### EXERCISE
Search the listing below for lines containing the string "passed". Reply with their count only.
BEGIN PROVIDED RECORDS
//! Debounce-then-throttle for rapid user input, e.g. dragging the volume slider.
//!
//! Every submitted value restarts a timer of `debounce`. When the timer fires, the pending value is
//! emitted only if at least `throttle` has passed since the last emission, otherwise it is dropped.
//! Values are never queued: only the latest one is ever pending.

use std::time::Duration;

use tokio::{
    sync::mpsc::{self, UnboundedSender},
    task::JoinHandle,
    time::Instant,
};

#[derive(Debug, Clone, PartialEq, Eq)]
pub enum CoalescerState<T> {
    Idle,
    Pending { deadline: Instant, value: T },
}

/// The timer-less state machine. Time is always passed in, which makes it trivially testable.
#[derive(Debug, Clone)]
pub struct Coalescer<T> {
    debounce: Duration,
    throttle: Duration,
    state: CoalescerState<T>,
    last_sent: Option<Instant>,
}

impl<T> Coalescer<T> {
    pub fn new(debounce: Duration, throttle: Duration) -> Self {
        Self { debounce, throttle, state: CoalescerState::Idle, last_sent: None }
    }

    pub fn state(&self) -> &CoalescerState<T> {
        &self.state
    }

    /// Replace any pending value and restart the debounce timer.
    pub fn submit(&mut self, value: T, now: Instant) {
        self.state = CoalescerState::Pending { deadline: now + self.debounce, value };
    }

    pub fn deadline(&self) -> Option<Instant> {
        match self.state {
            CoalescerState::Idle => None,
            CoalescerState::Pending { deadline, .. } => Some(deadline),
        }
    }

    /// Called when the timer fires. Returns the value to send, if it is due and outside the throttle window.
    pub fn fire(&mut self, now: Instant) -> Option<T> {
        match self.deadline() {
            Some(deadline) if deadline <= now => {}
            _ => return None,
        }
        let CoalescerState::Pending { value, .. } = std::mem::replace(&mut self.state, CoalescerState::Idle) else {
            return None;
        };
        match self.last_sent {
            Some(last_sent) if now.duration_since(last_sent) < self.throttle => None,
            _ => {
                self.last_sent = Some(now);
                Some(value)
            }
        }
    }

    pub fn cancel(&mut self) {
        self.state = CoalescerState::Idle;
    }
}

/// Handle to a running coalescer task. Dropping it stops the task and discards any pending value.
#[derive(Debug)]
pub struct CoalescerHandle<T> {
    value_send: UnboundedSender<T>,
    task: JoinHandle<()>,
}

impl<T> CoalescerHandle<T> {
    pub fn submit(&self, value: T) {
        crate::print_result_err!("while submitting value to coalescer", self.value_send.send(value).map_err(|_| "coalescer stopped"));
    }
}

impl<T> Drop for CoalescerHandle<T> {
    fn drop(&mut self) {
        self.task.abort();
    }
}

/// Start a coalescer task on the current runtime, calling `sink` with every value that makes it through.
pub fn spawn<T, F>(debounce: Duration, throttle: Duration, mut sink: F) -> CoalescerHandle<T>
where
    T: std::fmt::Debug + Send + 'static,
    F: FnMut(T) + Send + 'static,
{
    let (value_send, mut value_recv) = mpsc::unbounded_channel();
    let task = tokio::spawn(async move {
        let mut coalescer = Coalescer::new(debounce, throttle);
        loop {
            let deadline = coalescer.deadline();
            tokio::select! {
                value = value_recv.recv() => match value {
                    Some(value) => coalescer.submit(value, Instant::now()),
                    None => break,
                },
                _ = tokio::time::sleep_until(deadline.unwrap_or_else(Instant::now)), if deadline.is_some() => {
                    match coalescer.fire(Instant::now()) {
                        Some(value) => sink(value),
                        None => log::debug!("Dropping coalesced value, still within throttle window"),
                    }
                }
            }
        }
    });
    CoalescerHandle { value_send, task }
}

#[cfg(test)]
mod tests {
    use super::*;
    use pretty_assertions::assert_eq;
    use std::sync::{Arc, Mutex};

    const D: Duration = Duration::from_millis(200);
    const T: Duration = Duration::from_millis(200);

    fn ms(millis: u64) -> Duration {
        Duration::from_millis(millis)
    }

    #[test]
    fn test_only_settled_value_is_sent() {
        let start = Instant::now();
        let mut coalescer = Coalescer::new(D, T);
        coalescer.submit(10, start);
        coalescer.submit(20, start + ms(20));
        coalescer.submit(30, start + ms(40));

        assert_eq!(coalescer.fire(start + ms(200)), None);
        assert_eq!(coalescer.deadline(), Some(start + ms(240)));
        assert_eq!(coalescer.fire(start + ms(240)), Some(30));
        assert_eq!(coalescer.state(), &CoalescerState::Idle);
        assert_eq!(coalescer.fire(start + ms(1000)), None);
    }

    #[test]
    fn test_throttled_value_is_dropped_not_queued() {
        let start = Instant::now();
        let mut coalescer = Coalescer::new(ms(100), T);
        coalescer.submit(10, start);
        assert_eq!(coalescer.fire(start + ms(100)), Some(10));

        coalescer.submit(20, start + ms(150));
        assert_eq!(coalescer.fire(start + ms(250)), None);
        assert_eq!(coalescer.state(), &CoalescerState::Idle);
        assert_eq!(coalescer.fire(start + ms(2000)), None);

        coalescer.submit(40, start + ms(3000));
        assert_eq!(coalescer.fire(start + ms(3100)), Some(40));
    }

    #[test]
    fn test_cancel() {
        let start = Instant::now();
        let mut coalescer = Coalescer::new(D, T);
        coalescer.submit(1, start);
        coalescer.cancel();
        assert_eq!(coalescer.deadline(), None);
        assert_eq!(coalescer.fire(start + ms(500)), None);
    }

    fn recording_sink() -> (Arc<Mutex<Vec<u8>>>, impl FnMut(u8) + Send + 'static) {
        let sent = Arc::new(Mutex::new(Vec::new()));
        let sink = {
            let sent = sent.clone();
            move |value: u8| sent.lock().unwrap().push(value)
        };
        (sent, sink)
    }

    #[tokio::test(start_paused = true)]
    async fn test_task_coalesces_rapid_values() {
        let (sent, sink) = recording_sink();
        let handle = spawn(D, T, sink);

        handle.submit(10);
        tokio::time::sleep(ms(20)).await;
        handle.submit(20);
        tokio::time::sleep(ms(20)).await;
        handle.submit(30);
        tokio::time::sleep(ms(1000)).await;

        assert_eq!(*sent.lock().unwrap(), vec![30]);
    }

    #[tokio::test(start_paused = true)]
    async fn test_task_drops_value_inside_throttle_window() {
        let (sent, sink) = recording_sink();
        let handle = spawn(ms(100), T, sink);

        handle.submit(10);
        tokio::time::sleep(ms(150)).await;
        handle.submit(20);
        tokio::time::sleep(ms(1000)).await;

        assert_eq!(*sent.lock().unwrap(), vec![10]);
    }
}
END PROVIDED RECORDS
### EXERCISE RESPONSE
2